Bacteria have become more resistant to antibiotics, and this represents a problem as diseases will no longer be cured with the help of medicines. This is the reason why scientists have been trying to create or find new antibiotics that could help in the fight against superbugs.
A team of researchers, composed of scientist from three different universities: Brown, Emory, and Harvard, recently published their findings in the journal Proceedings of the National Academy of Sciences that reveal that there is no need to create new antibiotics, but rather repurposing old drugs can help to destroy bacteria that became resistant to antibiotics. Such an example of a repurposed drug is bithionol, which was used until now to cure parasitic infections in horses.
The study has the main goal: to find a drug that was able to attack the membrane of the bacteria, the component of the bacteria that most of the antibiotics would not affect.
The researchers that conducted the study targeted the MRSA, methicillin-resistant Staphylococcus aureus, the microorganism that can cause pneumonia and skin and blood infections. This infection is hazardous as it is comprised of germs named ‘persisters’ because they succeed in protecting against antibiotics by entering a dormant state.
Old Drugs Might Help Researchers Create Reliable Antibiotics Against Superbugs
The antibiotics are thus unable to attack superbugs. But by targeting the membrane of the bacteria and penetrating it, even though they are dormant or not, might help drugs have a better chance to destroy it.
Among 80,000 drugs that they tested, 185 drugs appeared to kill the MRSA bacteria, but only some of them succeeded to pierce through the membrane.

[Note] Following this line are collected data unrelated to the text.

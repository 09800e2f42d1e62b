//! Error types
//!
//! Defines the error types raised by the object store layer and by the
//! protocol adapter that sits on top of it.

use thiserror::Error;

/// Object store errors
#[derive(Debug, Error)]
pub enum StoreError {
    /// The listing query itself failed (network, auth or store-side error).
    #[error("Store query failed: {0}")]
    Query(String),

    /// The store answered, but with something we could not interpret.
    #[error("Invalid store response: {0}")]
    InvalidResponse(String),

    #[error("Store configuration error: {0}")]
    Configuration(String),
}

impl From<s3::error::S3Error> for StoreError {
    fn from(error: s3::error::S3Error) -> Self {
        StoreError::Query(error.to_string())
    }
}

/// Errors returned by the file handler capabilities
#[derive(Debug, Error)]
pub enum HandlerError {
    #[error("Listing failed: {0}")]
    StoreQueryFailed(#[from] StoreError),

    #[error("Operation not supported: {0}")]
    Unsupported(String),

    #[error("Permission denied: {0}")]
    PermissionDenied(String),

    #[error("Lookup failed: stat is unavailable for {0}")]
    StatUnavailable(String),
}

/// Control protocol login errors
#[derive(Debug, Error)]
pub enum AuthError {
    #[error("Malformed input: {0}")]
    MalformedInput(String),

    #[error("User not found: {0}")]
    UserNotFound(String),

    #[error("Invalid password for user: {0}")]
    InvalidPassword(String),
}

/// Configuration loading errors
#[derive(Debug, Error)]
pub enum ConfigError {
    #[error("Failed to load configuration: {0}")]
    Load(#[from] config::ConfigError),

    #[error("Invalid configuration: {0}")]
    Invalid(String),
}
//! Bucket handler
//!
//! Read-only protocol adapter over a [`DirectoryLister`]. Only `List` does real
//! work; content access, mutation and `Stat` fail with fixed errors.

use async_trait::async_trait;
use log::{debug, info};

use crate::error::HandlerError;
use crate::listing::{DirectoryEntry, DirectoryLister};
use crate::protocol::handlers::{
    ContentReader, ContentWriter, FileCmder, FileLister, FileReader, FileWriter,
};
use crate::protocol::request::{Method, Request};

pub struct BucketHandler {
    lister: DirectoryLister,
}

impl BucketHandler {
    pub fn new(lister: DirectoryLister) -> Self {
        Self { lister }
    }
}

#[async_trait]
impl FileReader for BucketHandler {
    async fn file_read(&self, request: &Request) -> Result<ContentReader, HandlerError> {
        debug!("Rejecting read of {}", request.filepath);
        Err(HandlerError::Unsupported(format!(
            "reading {} is not supported",
            request.filepath
        )))
    }
}

#[async_trait]
impl FileWriter for BucketHandler {
    async fn file_write(&self, request: &Request) -> Result<ContentWriter, HandlerError> {
        debug!("Rejecting write of {}", request.filepath);
        Err(HandlerError::PermissionDenied(request.filepath.clone()))
    }
}

#[async_trait]
impl FileCmder for BucketHandler {
    async fn file_cmd(&self, request: &Request) -> Result<(), HandlerError> {
        debug!("Rejecting {} on {}", request.method, request.filepath);
        Err(HandlerError::Unsupported(format!(
            "{} is not supported",
            request.method
        )))
    }
}

#[async_trait]
impl FileLister for BucketHandler {
    async fn file_info(&self, request: &Request) -> Result<Vec<DirectoryEntry>, HandlerError> {
        info!("{} {}", request.method, request.filepath);

        match request.method {
            Method::List => Ok(self.lister.list(&request.filepath).await?),
            // No point lookup exists yet; a listing is not a stat result.
            Method::Stat => Err(HandlerError::StatUnavailable(request.filepath.clone())),
            _ => Err(HandlerError::Unsupported(format!(
                "{} is not an info method",
                request.method
            ))),
        }
    }
}

#[cfg(test)]
mod tests {
    use super::*;
    use crate::error::StoreError;
    use crate::storage::MemoryStore;
    use chrono::{TimeZone, Utc};
    use std::sync::Arc;

    fn handler() -> (Arc<MemoryStore>, BucketHandler) {
        let store = Arc::new(MemoryStore::new());
        let ts = Utc.with_ymd_and_hms(2024, 2, 2, 2, 2, 2).unwrap();
        store.insert("docs/a.txt", 10, ts);
        store.insert("docs/sub/b.txt", 20, ts);
        let lister = DirectoryLister::new(store.clone(), "/");
        (store, BucketHandler::new(lister))
    }

    #[tokio::test]
    async fn test_list_delegates_to_lister() {
        let (_, handler) = handler();
        let entries = handler
            .file_info(&Request::new(Method::List, "docs/"))
            .await
            .unwrap();

        let names: Vec<&str> = entries.iter().map(|e| e.name.as_str()).collect();
        assert_eq!(names, vec!["docs/sub", "docs/a.txt"]);
    }

    #[tokio::test]
    async fn test_stat_is_unavailable() {
        let (_, handler) = handler();
        for path in ["/", "docs/a.txt", "docs/sub", "missing"] {
            let result = handler.file_info(&Request::new(Method::Stat, path)).await;
            assert!(matches!(result, Err(HandlerError::StatUnavailable(p)) if p == path));
        }
    }

    #[tokio::test]
    async fn test_other_info_methods_unsupported() {
        let (_, handler) = handler();
        let result = handler
            .file_info(&Request::new(Method::Other("Readlink".into()), "docs/"))
            .await;
        assert!(matches!(result, Err(HandlerError::Unsupported(_))));
    }

    #[tokio::test]
    async fn test_content_and_mutation_rejected_without_side_effects() {
        let (store, handler) = handler();

        let read = handler.file_read(&Request::new(Method::Get, "docs/a.txt")).await;
        assert!(matches!(read, Err(HandlerError::Unsupported(_))));

        let write = handler.file_write(&Request::new(Method::Put, "docs/new.txt")).await;
        assert!(matches!(write, Err(HandlerError::PermissionDenied(_))));

        for method in [Method::Rename, Method::Remove, Method::Mkdir, Method::Rmdir] {
            let request = Request::new(method, "docs/a.txt").with_target("docs/b.txt");
            assert!(matches!(
                handler.file_cmd(&request).await,
                Err(HandlerError::Unsupported(_))
            ));
        }

        assert_eq!(store.len(), 2);
    }

    #[tokio::test]
    async fn test_list_failure_is_store_query_failed() {
        struct Down;

        #[async_trait]
        impl crate::storage::ObjectStore for Down {
            async fn list_page(
                &self,
                _request: &crate::storage::ListingRequest,
                _continuation: Option<String>,
            ) -> Result<crate::storage::StoreResponse, StoreError> {
                Err(StoreError::Query("access denied".into()))
            }
        }

        let handler = BucketHandler::new(DirectoryLister::new(Arc::new(Down), "/"));
        let result = handler.file_info(&Request::new(Method::List, "/")).await;
        assert!(matches!(
            result,
            Err(HandlerError::StoreQueryFailed(StoreError::Query(_)))
        ));
    }
}
//! Client sessions
//!
//! Control connection lifecycle, per-connection login state and the registry
//! of active sessions.

pub mod handler;
pub mod registry;
pub mod state;

pub use handler::handle_client;
pub use registry::SessionRegistry;
pub use state::Client;
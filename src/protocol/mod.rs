//! Protocol surface
//!
//! The file handler capabilities, the read-only bucket adapter that
//! implements them, and the control protocol command/reply formats.

pub mod adapter;
pub mod attrs;
pub mod commands;
pub mod dispatch;
pub mod handlers;
pub mod request;
pub mod responses;

pub use adapter::BucketHandler;
pub use attrs::FileAttributes;
pub use commands::{Command, CommandResult, CommandStatus, parse_command};
pub use dispatch::handle_command;
pub use handlers::{FileCmder, FileLister, FileReader, FileWriter, Handlers};
pub use request::{Method, Request};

One of these drugs is bithionol.
Bithionol, which was not used until now as an antibiotic, successfully killed the bacteria in just 24 hours, while other antibiotics could not. What bithionol does is to rip apart the bacteria completely, but it only affects them and not other cells.
After many more experiments, the scientist discovered that bithionol combined with gentamicin could eradicate 90% of MRSA infection. This discovery opened many possibilities for scientists to combine various drugs to create new purposes for them and to cure many ailments on which antibiotics did not affect.